La última sesión fue muy emotiva, le di con mucha alegría el regalo, que creo
que le gustó y nos dimos un fuerte abrazo.

Años después fui a una ceremonia de celebración de su cumpleaños 80 en el


Ministerio de Educación, me acerqué a saludarlo y le presenté a mi mujer. Él
fue muy cálido y le dijo a ella que había vencido la garantía y que ya no había
posibilidad de reclamos.

Unos años después, me enteré un día de su fallecimiento, bastante repentino,


había estado trabajando con un grupo y supe que se quejó de una cefalea y
que luego fue internado de urgencia.

Quería despedirme de un modo más cercano, así que fui al velatorio; era un
lugar agradable, no había mucha gente y había, además de la tristeza, algo
apacible, como si Fernando continuara estando ahí de algún modo. Al lado
del sobrio féretro cerrado había un atril con un retrato de campo de
Fernando, era una linda imagen de alguien que se había ido, pero que
continuaba estando, que incluso a través de otros se transmitía un cuidado
para dejarnos un recuerdo amable de lo compartido.
Alguna vez pensé que a lo largo de mi vida me analicé con diferentes
analistas y cada uno me ayudó como le fue posible; no fueron tantos. El
primero era kleiniano, la segunda lacaniana, y de Ulloa diría que se dedicaba
al psicoanálisis e intentaba estar analista. Él decía que la condición de
analista se transmitía como un rumor, como algo dicho a medias. Incluso
destaco que me permitió unos años después retomar mi análisis con otra
psicoanalista, más allá de su orientación teórica o de la mía.

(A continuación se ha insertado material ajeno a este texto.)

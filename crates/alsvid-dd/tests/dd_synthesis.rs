//! Scenario tests for the identity-reshaping synthesis.

use alsvid_dd::{build_dd, DdSynthesizer, Package};
use alsvid_ir::simulate;
use alsvid_tt::{read_pla, Cube, TruthTable};

/// Simulate `circuit` on the table's input value and compare the
/// non-garbage outcome against the expected output cube (don't-cares in
/// the expectation match anything).
fn assert_realizes(circuit: &alsvid_ir::Circuit, tt: &TruthTable) {
    let lines = circuit.lines() as usize;
    for (input, output) in tt.iter() {
        let mut bits = vec![false; lines];
        // cube position 0 is the most significant line
        for (pos, value) in input.0.iter().enumerate() {
            bits[lines - 1 - pos] = value.expect("extended tables are concrete");
        }
        let result = simulate(circuit, &bits).unwrap();
        for (pos, value) in output.0.iter().enumerate() {
            if let Some(expected) = value {
                assert_eq!(
                    result[lines - 1 - pos],
                    *expected,
                    "line {} for input {input}",
                    lines - 1 - pos
                );
            }
        }
    }
}

#[test]
fn cnot_table_needs_one_gate() {
    let mut tt = read_pla(".i 2\n.o 2\n10 11\n01 01\n.e\n").unwrap();
    tt.extend();

    let mut pkg = Package::new(2);
    let src = build_dd(&tt, &mut pkg);
    let mut synth = DdSynthesizer::new();
    synth.synthesize(src, &mut pkg);

    assert_eq!(synth.num_gates(), 1);
    assert_eq!(synth.circuit().num_gates(), 1);

    let gate = synth.circuit().gates().next().unwrap();
    assert_eq!(gate.controls().collect::<Vec<_>>(), vec![1]);
    assert_eq!(gate.targets().collect::<Vec<_>>(), vec![0]);

    assert_realizes(synth.circuit(), &tt);
}

#[test]
fn toffoli_table_needs_one_gate() {
    let mut tt = read_pla(".i 3\n.o 3\n110 111\n111 110\n.e\n").unwrap();
    tt.extend();

    let mut pkg = Package::new(3);
    let src = build_dd(&tt, &mut pkg);
    let mut synth = DdSynthesizer::new();
    synth.synthesize(src, &mut pkg);

    assert_eq!(synth.num_gates(), 1);
    let gate = synth.circuit().gates().next().unwrap();
    assert_eq!(gate.controls().collect::<Vec<_>>(), vec![1, 2]);
    assert_eq!(gate.targets().collect::<Vec<_>>(), vec![0]);

    assert_realizes(synth.circuit(), &tt);
}

#[test]
fn identity_table_needs_no_gates() {
    let mut tt = TruthTable::new();
    for v in 0..8u64 {
        tt.insert(Cube::from_integer(v, 3), Cube::from_integer(v, 3));
    }

    let mut pkg = Package::new(3);
    let src = build_dd(&tt, &mut pkg);
    let mut synth = DdSynthesizer::new();
    synth.synthesize(src, &mut pkg);

    assert_eq!(synth.num_gates(), 0);
}

#[test]
fn bit_swap_permutation() {
    // exchange the two lines: 01 <-> 10
    let mut tt = read_pla(".i 2\n.o 2\n01 10\n10 01\n00 00\n11 11\n.e\n").unwrap();
    tt.extend();

    let mut pkg = Package::new(2);
    let src = build_dd(&tt, &mut pkg);
    let mut synth = DdSynthesizer::new();
    synth.synthesize(src, &mut pkg);

    assert!(synth.num_gates() > 0);
    assert_realizes(synth.circuit(), &tt);
}

#[test]
fn three_bit_permutations_are_realized() {
    // a handful of fixed permutations of {0..7}, exercising all four
    // reshaping tactics
    let permutations: [[u64; 8]; 4] = [
        [1, 0, 3, 2, 5, 4, 7, 6],
        [7, 6, 5, 4, 3, 2, 1, 0],
        [0, 2, 4, 6, 1, 3, 5, 7],
        [3, 1, 4, 0, 6, 5, 7, 2],
    ];

    for perm in &permutations {
        let mut tt = TruthTable::new();
        for (input, &output) in perm.iter().enumerate() {
            tt.insert(Cube::from_integer(input as u64, 3), Cube::from_integer(output, 3));
        }

        let mut pkg = Package::new(3);
        let src = build_dd(&tt, &mut pkg);
        let mut synth = DdSynthesizer::new();
        synth.synthesize(src, &mut pkg);

        assert_realizes(synth.circuit(), &tt);
    }
}

#[test]
fn random_four_bit_permutations_are_realized() {
    use rand::{rngs::StdRng, seq::SliceRandom, SeedableRng};

    let mut rng = StdRng::seed_from_u64(0x5eed);
    for _ in 0..6 {
        let mut perm: Vec<u64> = (0..16).collect();
        perm.shuffle(&mut rng);

        let mut tt = TruthTable::new();
        for (input, &output) in perm.iter().enumerate() {
            tt.insert(Cube::from_integer(input as u64, 4), Cube::from_integer(output, 4));
        }

        let mut pkg = Package::new(4);
        let src = build_dd(&tt, &mut pkg);
        let mut synth = DdSynthesizer::new();
        synth.synthesize(src, &mut pkg);

        assert_realizes(synth.circuit(), &tt);
    }
}

#[test]
fn dont_care_outputs_are_respected() {
    // partially specified outputs leave the synthesizer freedom; simulated
    // outputs must match wherever the table is specified
    let mut tt = read_pla(".i 2\n.o 2\n00 1-\n01 0-\n10 --\n11 --\n.e\n").unwrap();
    tt.extend();

    let mut pkg = Package::new(2);
    let src = build_dd(&tt, &mut pkg);
    let mut synth = DdSynthesizer::new();
    synth.synthesize(src, &mut pkg);

    assert_realizes(synth.circuit(), &tt);
}

#[test]
fn collapsed_subtree_below_a_dont_care_level_is_reshaped() {
    // for inputs 1xx the middle output bit is free and independent of the
    // middle input bit, so all four children of that subtree coincide and
    // the node collapses: the low-bit inverter hangs one level below the
    // root's child edge
    let mut tt = read_pla(
        ".i 3\n\
         .o 3\n\
         000 000\n\
         001 001\n\
         010 010\n\
         011 011\n\
         100 1-1\n\
         101 1-0\n\
         110 1-1\n\
         111 1-0\n\
         .e\n",
    )
    .unwrap();
    tt.extend();

    let mut pkg = Package::new(3);
    let src = build_dd(&tt, &mut pkg);
    let mut synth = DdSynthesizer::new();
    synth.synthesize(src, &mut pkg);

    // one controlled inverter suffices; the free bit needs no gates
    assert_eq!(synth.num_gates(), 1);
    assert_realizes(synth.circuit(), &tt);
}

#[test]
fn cascading_dont_care_collapse_is_reshaped() {
    // two free output bits over two irrelevant input bits collapse the
    // whole 1xxx subtree down to the single-bit inverter, so the child
    // edge skips two levels
    let mut tt = read_pla(
        ".i 4\n\
         .o 4\n\
         0000 0000\n\
         0001 0001\n\
         0010 0010\n\
         0011 0011\n\
         0100 0100\n\
         0101 0101\n\
         0110 0110\n\
         0111 0111\n\
         1000 1--1\n\
         1001 1--0\n\
         1010 1--1\n\
         1011 1--0\n\
         1100 1--1\n\
         1101 1--0\n\
         1110 1--1\n\
         1111 1--0\n\
         .e\n",
    )
    .unwrap();
    tt.extend();

    let mut pkg = Package::new(4);
    let src = build_dd(&tt, &mut pkg);
    let mut synth = DdSynthesizer::new();
    synth.synthesize(src, &mut pkg);

    assert_eq!(synth.num_gates(), 1);
    assert_realizes(synth.circuit(), &tt);
}

#[test]
fn coding_techniques_recovers_primary_outputs() {
    // non-reversible: output 00 appears twice
    let mut tt = TruthTable::new();
    tt.insert(Cube::from_integer(0b00, 2), Cube::from_integer(0b00, 2));
    tt.insert(Cube::from_integer(0b01, 2), Cube::from_integer(0b01, 2));
    tt.insert(Cube::from_integer(0b10, 2), Cube::from_integer(0b10, 2));
    tt.insert(Cube::from_integer(0b11, 2), Cube::from_integer(0b00, 2));

    let circuit = DdSynthesizer::synthesize_coding_techniques(&tt, true);
    let lines = circuit.lines() as usize;
    assert_eq!(lines, 3);

    for (input, output) in tt.iter() {
        let mut bits = vec![false; lines];
        for (pos, value) in input.0.iter().enumerate() {
            bits[tt.n_inputs() - 1 - pos] = value.unwrap();
        }
        // constant lines start at their declared value
        for (line, constant) in circuit.constants().iter().enumerate() {
            if let Some(value) = constant {
                bits[line] = *value;
            }
        }

        let result = simulate(&circuit, &bits).unwrap();

        // primary outputs are the non-garbage lines, most significant first
        let primary: Vec<bool> = (0..lines)
            .rev()
            .filter(|&line| !circuit.garbage()[line])
            .map(|line| result[line])
            .collect();
        let expected: Vec<bool> = output.0.iter().map(|v| v.unwrap()).collect();
        assert_eq!(primary, expected, "input {input}");
    }
}

#[test]
fn one_pass_realizes_reversible_tables() {
    let mut tt = TruthTable::new();
    let perm = [2u64, 0, 3, 1];
    for (input, &output) in perm.iter().enumerate() {
        tt.insert(Cube::from_integer(input as u64, 2), Cube::from_integer(output, 2));
    }

    let circuit = DdSynthesizer::synthesize_one_pass(&tt);
    assert_eq!(circuit.lines(), 2);
    assert_realizes(&circuit, &tt);
}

Creo que es importante recalcar el cuidado que puede tener un analista; ese
cuidado puede apuntar no solo al progreso de un análisis sino también a no
hacer daño, a no agregar dolor o dificultades a los que ya trae un analizante.

En ese sentido, cuidar de los efectos de seducción o de idealización que


pueden recaer sobre el analista es básico para que alguien que por alguna
razón no pueda continuar un tratamiento, tenga abierta la posibilidad de
hacerlo en otro momento o con otro.

Pienso que el tiempo de mi análisis con Fernando constituyó una bisagra, un


umbral, entre dos momentos. De esperar algo que se va a recibir de un otro,
amor, reconocimiento, poder, a sentirme habilitado para ir por lo soñado.

Tal vez esa es una de las marcas que dejó en mí el tiempo compartido con
Fernando: no solo recuperar la capacidad de amar y trabajar sino también la
de soñar y jugar. De algún modo, eso es lo que se espera de un padre. Quizás
Fernando, así sencillamente, pudo ayudar con eso.